- Opening Delimiter -

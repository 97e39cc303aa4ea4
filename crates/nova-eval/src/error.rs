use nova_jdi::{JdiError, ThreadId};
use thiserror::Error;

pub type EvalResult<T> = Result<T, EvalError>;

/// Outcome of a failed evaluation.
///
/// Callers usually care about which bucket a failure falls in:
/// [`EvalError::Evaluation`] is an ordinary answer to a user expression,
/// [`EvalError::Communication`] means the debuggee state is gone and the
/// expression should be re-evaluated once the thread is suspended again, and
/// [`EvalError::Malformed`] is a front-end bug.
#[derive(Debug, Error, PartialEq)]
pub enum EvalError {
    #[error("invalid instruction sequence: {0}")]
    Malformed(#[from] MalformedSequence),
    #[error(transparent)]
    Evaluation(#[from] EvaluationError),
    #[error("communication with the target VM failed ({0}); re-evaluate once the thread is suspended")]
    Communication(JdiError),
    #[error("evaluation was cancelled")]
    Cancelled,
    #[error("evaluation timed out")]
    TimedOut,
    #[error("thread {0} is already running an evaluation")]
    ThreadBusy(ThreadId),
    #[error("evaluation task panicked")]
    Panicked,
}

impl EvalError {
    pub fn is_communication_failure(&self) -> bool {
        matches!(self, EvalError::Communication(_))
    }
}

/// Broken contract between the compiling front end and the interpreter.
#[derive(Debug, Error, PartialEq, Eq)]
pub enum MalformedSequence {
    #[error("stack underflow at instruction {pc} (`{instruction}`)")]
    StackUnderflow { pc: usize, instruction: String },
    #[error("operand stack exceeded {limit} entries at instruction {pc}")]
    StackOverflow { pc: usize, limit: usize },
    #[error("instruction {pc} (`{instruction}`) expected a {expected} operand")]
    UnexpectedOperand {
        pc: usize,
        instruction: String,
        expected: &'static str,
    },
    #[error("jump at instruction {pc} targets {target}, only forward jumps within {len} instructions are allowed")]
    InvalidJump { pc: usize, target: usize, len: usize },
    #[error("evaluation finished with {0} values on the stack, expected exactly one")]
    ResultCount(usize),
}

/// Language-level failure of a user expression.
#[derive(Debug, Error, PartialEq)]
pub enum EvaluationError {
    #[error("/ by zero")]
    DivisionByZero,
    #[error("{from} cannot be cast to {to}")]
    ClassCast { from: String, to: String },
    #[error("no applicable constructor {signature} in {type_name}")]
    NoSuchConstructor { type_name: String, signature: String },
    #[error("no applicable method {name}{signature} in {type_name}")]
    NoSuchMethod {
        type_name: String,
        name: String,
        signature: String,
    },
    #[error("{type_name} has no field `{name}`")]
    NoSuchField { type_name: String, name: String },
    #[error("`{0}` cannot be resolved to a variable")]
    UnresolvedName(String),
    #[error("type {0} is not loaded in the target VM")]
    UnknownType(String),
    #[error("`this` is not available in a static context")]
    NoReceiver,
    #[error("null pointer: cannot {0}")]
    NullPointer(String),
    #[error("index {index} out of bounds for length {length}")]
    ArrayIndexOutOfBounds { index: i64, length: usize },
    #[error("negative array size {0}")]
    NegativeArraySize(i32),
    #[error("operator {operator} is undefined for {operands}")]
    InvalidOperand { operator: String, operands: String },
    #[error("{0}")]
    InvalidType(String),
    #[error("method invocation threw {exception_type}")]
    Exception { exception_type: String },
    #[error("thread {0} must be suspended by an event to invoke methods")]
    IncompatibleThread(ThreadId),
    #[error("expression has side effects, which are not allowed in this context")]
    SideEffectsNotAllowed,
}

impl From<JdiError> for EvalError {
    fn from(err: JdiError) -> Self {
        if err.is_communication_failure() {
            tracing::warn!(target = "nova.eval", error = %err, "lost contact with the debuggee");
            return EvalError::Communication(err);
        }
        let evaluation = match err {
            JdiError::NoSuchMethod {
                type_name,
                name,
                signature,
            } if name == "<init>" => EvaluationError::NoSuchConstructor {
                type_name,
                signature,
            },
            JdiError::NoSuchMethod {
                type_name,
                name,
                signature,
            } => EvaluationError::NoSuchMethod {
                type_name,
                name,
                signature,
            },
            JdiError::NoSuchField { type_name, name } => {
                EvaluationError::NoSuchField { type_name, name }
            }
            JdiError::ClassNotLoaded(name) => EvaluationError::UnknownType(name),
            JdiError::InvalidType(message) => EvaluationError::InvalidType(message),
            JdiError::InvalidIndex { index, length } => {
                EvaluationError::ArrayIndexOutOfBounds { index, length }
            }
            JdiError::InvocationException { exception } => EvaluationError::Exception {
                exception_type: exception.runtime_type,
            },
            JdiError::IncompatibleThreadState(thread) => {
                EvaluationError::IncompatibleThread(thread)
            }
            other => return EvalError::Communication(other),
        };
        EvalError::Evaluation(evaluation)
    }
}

- Closing Delimiter -
- Opening Delimiter -

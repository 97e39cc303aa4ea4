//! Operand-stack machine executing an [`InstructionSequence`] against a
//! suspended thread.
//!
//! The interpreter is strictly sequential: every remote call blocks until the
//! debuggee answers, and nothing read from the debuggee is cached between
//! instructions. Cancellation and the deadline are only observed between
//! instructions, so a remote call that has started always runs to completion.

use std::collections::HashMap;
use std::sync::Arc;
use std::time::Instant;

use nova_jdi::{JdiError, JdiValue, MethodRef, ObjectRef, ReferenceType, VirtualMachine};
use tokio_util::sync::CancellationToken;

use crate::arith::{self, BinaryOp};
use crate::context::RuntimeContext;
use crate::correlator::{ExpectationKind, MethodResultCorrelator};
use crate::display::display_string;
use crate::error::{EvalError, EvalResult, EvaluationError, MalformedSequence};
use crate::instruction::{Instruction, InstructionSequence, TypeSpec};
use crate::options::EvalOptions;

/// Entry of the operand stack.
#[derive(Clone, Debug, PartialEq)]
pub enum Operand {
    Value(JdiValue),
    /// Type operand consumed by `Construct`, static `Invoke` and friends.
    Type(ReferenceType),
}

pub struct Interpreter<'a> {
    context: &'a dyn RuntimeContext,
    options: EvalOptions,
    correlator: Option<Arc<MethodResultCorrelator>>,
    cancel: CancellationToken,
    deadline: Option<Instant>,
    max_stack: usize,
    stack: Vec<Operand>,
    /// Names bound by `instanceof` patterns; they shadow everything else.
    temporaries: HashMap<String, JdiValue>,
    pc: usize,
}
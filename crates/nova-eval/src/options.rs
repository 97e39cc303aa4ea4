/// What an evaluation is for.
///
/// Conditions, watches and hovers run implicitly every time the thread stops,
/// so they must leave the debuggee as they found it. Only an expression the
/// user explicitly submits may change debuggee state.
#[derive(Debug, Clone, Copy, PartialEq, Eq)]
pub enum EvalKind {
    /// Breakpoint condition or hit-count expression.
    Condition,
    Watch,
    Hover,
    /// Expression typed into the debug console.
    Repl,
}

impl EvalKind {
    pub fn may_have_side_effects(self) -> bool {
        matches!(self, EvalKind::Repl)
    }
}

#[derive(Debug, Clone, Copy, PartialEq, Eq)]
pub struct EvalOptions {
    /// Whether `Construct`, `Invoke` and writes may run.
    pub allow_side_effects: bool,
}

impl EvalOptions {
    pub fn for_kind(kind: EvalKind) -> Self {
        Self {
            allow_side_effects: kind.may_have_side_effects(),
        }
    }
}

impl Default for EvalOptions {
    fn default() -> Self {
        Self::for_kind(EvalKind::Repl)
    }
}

- Closing Delimiter -

• _TASK_: Respond with the number of lines in the entries that include the string "sync", and nothing besides.

• _ANSWER TO THIS PROBLEM_: 2